My presentation from the Institute for Systems Science and Health 2011 demonstrates how we can leaverage such data using 3 systems science modeling techniques.
Presentation delivered at the 2012 Annual Meeting for the Society for Epidemiological Research focuses on how sensing can inform the design of rich simulation models, but also comments on the synergy between sensing and dynamic models.
Some example images produced from iEpi data are shown below.
Within the diagram below, nodes are wifi locations. Two wifi nodes are considered connected if at least one participant detected them in the same 5-minute timeslot with a requisite signal strength. The nodes are shown with independent horizontal and vertical spans. The length of the horizontal axis for a node varies in proportion to the density of nonparticipants (people per unit time) detected at that node.
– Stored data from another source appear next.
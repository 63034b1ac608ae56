//! IR node definitions
//!
//! An [`IrModule`] is a list of globals, interned string constants, external
//! declarations and functions. Functions hold basic blocks; each block is a
//! straight-line instruction sequence plus at most one terminator. The
//! codegen stage is responsible for leaving every block with exactly one
//! terminator by the time the module is verified.
//!
//! Values are in single-assignment form: every instruction that produces a
//! result writes a fresh `%tN` register.

use crate::compiler::ir::types::IrType;

pub type RegId = u32;

#[derive(Debug, Clone, PartialEq)]
pub struct FnSig {
    pub params: Vec<IrType>,
    pub ret: IrType,
    pub varargs: bool,
}

impl FnSig {
    pub fn new(params: Vec<IrType>, ret: IrType) -> FnSig {
        FnSig {
            params,
            ret,
            varargs: false,
        }
    }

    pub fn varargs(params: Vec<IrType>, ret: IrType) -> FnSig {
        FnSig {
            params,
            ret,
            varargs: true,
        }
    }
}

/// An SSA value usable as an instruction operand.
#[derive(Debug, Clone, PartialEq)]
pub enum Value {
    ConstInt { ty: IrType, value: i64 },
    ConstFloat(f64),
    /// Constant aggregate, every element itself a constant
    ConstArray { elem: IrType, values: Vec<Value> },
    /// Result of an earlier instruction
    Reg { ty: IrType, id: RegId },
    /// Incoming function argument
    Param { ty: IrType, index: usize },
    /// Address of a module-level global or string constant
    GlobalRef { name: String, pointee: IrType },
    /// Direct function reference
    FuncRef { name: String, sig: FnSig },
    /// The absence of a value (void calls)
    Unit,
}

impl Value {
    pub fn int(ty: IrType, value: i64) -> Value {
        Value::ConstInt { ty, value }
    }

    pub fn zero_i64() -> Value {
        Value::ConstInt {
            ty: IrType::I64,
            value: 0,
        }
    }

    pub fn ty(&self) -> IrType {
        match self {
            Value::ConstInt { ty, .. } => ty.clone(),
            Value::ConstFloat(_) => IrType::F64,
            Value::ConstArray { elem, values } => IrType::array(elem.clone(), values.len() as u64),
            Value::Reg { ty, .. } => ty.clone(),
            Value::Param { ty, .. } => ty.clone(),
            Value::GlobalRef { .. } => IrType::Ptr,
            Value::FuncRef { .. } => IrType::Ptr,
            Value::Unit => IrType::Void,
        }
    }
}

#[derive(Debug, Clone, Copy, PartialEq, Eq)]
pub enum BinaryOp {
    Add,
    Sub,
    Mul,
    SDiv,
    And,
    Or,
    Xor,
    Shl,
    LShr,
    FAdd,
    FSub,
    FMul,
    FDiv,
}

impl BinaryOp {
    pub fn opcode(self) -> &'static str {
        match self {
            BinaryOp::Add => "add",
            BinaryOp::Sub => "sub",
            BinaryOp::Mul => "mul",
            BinaryOp::SDiv => "sdiv",
            BinaryOp::And => "and",
            BinaryOp::Or => "or",
            BinaryOp::Xor => "xor",
            BinaryOp::Shl => "shl",
            BinaryOp::LShr => "lshr",
            BinaryOp::FAdd => "fadd",
            BinaryOp::FSub => "fsub",
            BinaryOp::FMul => "fmul",
            BinaryOp::FDiv => "fdiv",
        }
    }

    pub fn is_float(self) -> bool {
        matches!(
            self,
            BinaryOp::FAdd | BinaryOp::FSub | BinaryOp::FMul | BinaryOp::FDiv
        )
    }
}

/// Comparison predicates. Integer comparisons are signed; float comparisons
/// are ordered.
#[derive(Debug, Clone, Copy, PartialEq, Eq)]
pub enum CmpPred {
    IEq,
    INe,
    ISgt,
    ISlt,
    ISge,
    ISle,
    FOeq,
    FOne,
    FOgt,
    FOlt,
    FOge,
    FOle,
}

impl CmpPred {
    pub fn is_float(self) -> bool {
        matches!(
            self,
            CmpPred::FOeq
                | CmpPred::FOne
                | CmpPred::FOgt
                | CmpPred::FOlt
                | CmpPred::FOge
                | CmpPred::FOle
        )
    }

    pub fn keyword(self) -> &'static str {
        match self {
            CmpPred::IEq => "eq",
            CmpPred::INe => "ne",
            CmpPred::ISgt => "sgt",
            CmpPred::ISlt => "slt",
            CmpPred::ISge => "sge",
            CmpPred::ISle => "sle",
            CmpPred::FOeq => "oeq",
            CmpPred::FOne => "one",
            CmpPred::FOgt => "ogt",
            CmpPred::FOlt => "olt",
            CmpPred::FOge => "oge",
            CmpPred::FOle => "ole",
        }
    }
}

#[derive(Debug, Clone, Copy, PartialEq, Eq)]
pub enum CastOp {
    ZExt,
    Trunc,
    SIToFP,
}

impl CastOp {
    pub fn opcode(self) -> &'static str {
        match self {
            CastOp::ZExt => "zext",
            CastOp::Trunc => "trunc",
            CastOp::SIToFP => "sitofp",
        }
    }
}

#[derive(Debug, Clone, PartialEq)]
pub enum Inst {
    Alloca {
        result: RegId,
        ty: IrType,
    },
    Load {
        result: RegId,
        ty: IrType,
        ptr: Value,
    },
    Store {
        value: Value,
        ptr: Value,
    },
    Binary {
        result: RegId,
        op: BinaryOp,
        ty: IrType,
        lhs: Value,
        rhs: Value,
    },
    Cmp {
        result: RegId,
        pred: CmpPred,
        ty: IrType,
        lhs: Value,
        rhs: Value,
    },
    Cast {
        result: RegId,
        op: CastOp,
        value: Value,
        to: IrType,
    },
    /// `getelementptr inbounds` over an aggregate
    Gep {
        result: RegId,
        base_ty: IrType,
        ptr: Value,
        indices: Vec<Value>,
    },
    /// SSA merge; incoming pairs are (value, predecessor block label)
    Phi {
        result: RegId,
        ty: IrType,
        incoming: Vec<(Value, String)>,
    },
    Call {
        result: Option<RegId>,
        callee: String,
        sig: FnSig,
        args: Vec<Value>,
    },
}

impl Inst {
    pub fn result(&self) -> Option<RegId> {
        match self {
            Inst::Alloca { result, .. }
            | Inst::Load { result, .. }
            | Inst::Binary { result, .. }
            | Inst::Cmp { result, .. }
            | Inst::Cast { result, .. }
            | Inst::Gep { result, .. }
            | Inst::Phi { result, .. } => Some(*result),
            Inst::Call { result, .. } => *result,
            Inst::Store { .. } => None,
        }
    }
}

#[derive(Debug, Clone, PartialEq)]
pub enum Terminator {
    Br {
        target: String,
    },
    CondBr {
        cond: Value,
        then_label: String,
        else_label: String,
    },
    Ret {
        value: Option<Value>,
    },
}

#[derive(Debug, Clone)]
pub struct Block {
    pub label: String,
    pub instructions: Vec<Inst>,
    pub terminator: Option<Terminator>,
}

impl Block {
    pub fn new(label: String) -> Block {
        Block {
            label,
            instructions: Vec::new(),
            terminator: None,
        }
    }

    pub fn is_terminated(&self) -> bool {
        self.terminator.is_some()
    }
}

#[derive(Debug, Clone)]
pub struct IrFunction {
    pub name: String,
    pub sig: FnSig,
    pub blocks: Vec<Block>,
    next_reg: RegId,
}

impl IrFunction {
    /// Creates the function with its `entry` block in place.
    pub fn new(name: String, sig: FnSig) -> IrFunction {
        IrFunction {
            name,
            sig,
            blocks: vec![Block::new("entry".to_string())],
            next_reg: 0,
        }
    }

    pub fn new_reg(&mut self) -> RegId {
        let id = self.next_reg;
        self.next_reg += 1;
        id
    }

    /// Appends a new block with a unique label derived from `hint`.
    pub fn new_block(&mut self, hint: &str) -> usize {
        let mut label = hint.to_string();
        let mut suffix = 1;
        while self.blocks.iter().any(|b| b.label == label) {
            label = format!("{hint}.{suffix}");
            suffix += 1;
        }

        self.blocks.push(Block::new(label));
        self.blocks.len() - 1
    }

    pub fn entry_block(&mut self) -> &mut Block {
        &mut self.blocks[0]
    }
}

#[derive(Debug, Clone)]
pub struct IrGlobal {
    pub name: String,
    pub ty: IrType,
    pub init: Value,
    pub is_const: bool,
    pub align: u32,
}

/// A read-only byte array backing a string literal, NUL terminator implied.
#[derive(Debug, Clone)]
pub struct StringLit {
    pub name: String,
    pub bytes: Vec<u8>,
}

#[derive(Debug, Clone)]
pub struct IrModule {
    pub name: String,
    pub target_triple: String,
    pub globals: Vec<IrGlobal>,
    pub strings: Vec<StringLit>,
    pub extern_fns: Vec<(String, FnSig)>,
    pub functions: Vec<IrFunction>,
}

impl IrModule {
    pub fn new(name: impl Into<String>, target_triple: impl Into<String>) -> IrModule {
        IrModule {
            name: name.into(),
            target_triple: target_triple.into(),
            globals: Vec::new(),
            strings: Vec::new(),
            extern_fns: Vec::new(),
            functions: Vec::new(),
        }
    }

    /// Adds an external declaration if one with this name doesn't exist yet.
    pub fn declare_extern(&mut self, name: &str, sig: FnSig) {
        if !self.extern_fns.iter().any(|(n, _)| n == name) {
            self.extern_fns.push((name.to_string(), sig));
        }
    }

    pub fn extern_sig(&self, name: &str) -> Option<&FnSig> {
        self.extern_fns
            .iter()
            .find(|(n, _)| n == name)
            .map(|(_, sig)| sig)
    }

    /// Interns a string constant, reusing an existing one with equal bytes.
    /// Returns a pointer value to the interned array.
    pub fn intern_string(&mut self, bytes: Vec<u8>) -> Value {
        let array_ty = IrType::array(IrType::I8, bytes.len() as u64 + 1);

        if let Some(existing) = self.strings.iter().find(|s| s.bytes == bytes) {
            return Value::GlobalRef {
                name: existing.name.clone(),
                pointee: array_ty,
            };
        }

        let name = if self.strings.is_empty() {
            ".str".to_string()
        } else {
            format!(".str.{}", self.strings.len())
        };

        self.strings.push(StringLit {
            name: name.clone(),
            bytes,
        });

        Value::GlobalRef {
            name,
            pointee: array_ty,
        }
    }

    /// Picks an unused symbol name for a new function definition.
    pub fn unique_function_name(&self, base: &str) -> String {
        let taken = |candidate: &str| {
            self.functions.iter().any(|f| f.name == candidate)
                || self.extern_fns.iter().any(|(n, _)| n == candidate)
        };

        if !taken(base) {
            return base.to_string();
        }

        let mut suffix = 1;
        loop {
            let candidate = format!("{base}.{suffix}");
            if !taken(&candidate) {
                return candidate;
            }
            suffix += 1;
        }
    }
}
The length of the vertical axis of a node is proportional to the density of participants detected at that node.
The following diagram depicts likelihood of infection in different locations in Saskatoon, as judged by a transmission model for a hypothetical influenza-like illness.
In the diagram below, a rough proxy for physical activity (based on accelerometer readings from participants' cellphones) were used to estimate levels of physical acitivity observed throughout Saskatoon over a one-month period.
The below depicts wifi locations by non-participant time density (size) and count of distinct non-participants seen at location (brightness). Lines show association between a participant and particular locations at which they were present.
Wifi locations here are shown as circles, each with area proportional to non-participant density. Brightness indicates count of discint non-participants seen at a location. Participants are shown in red, with connections to the locations with which they were associated.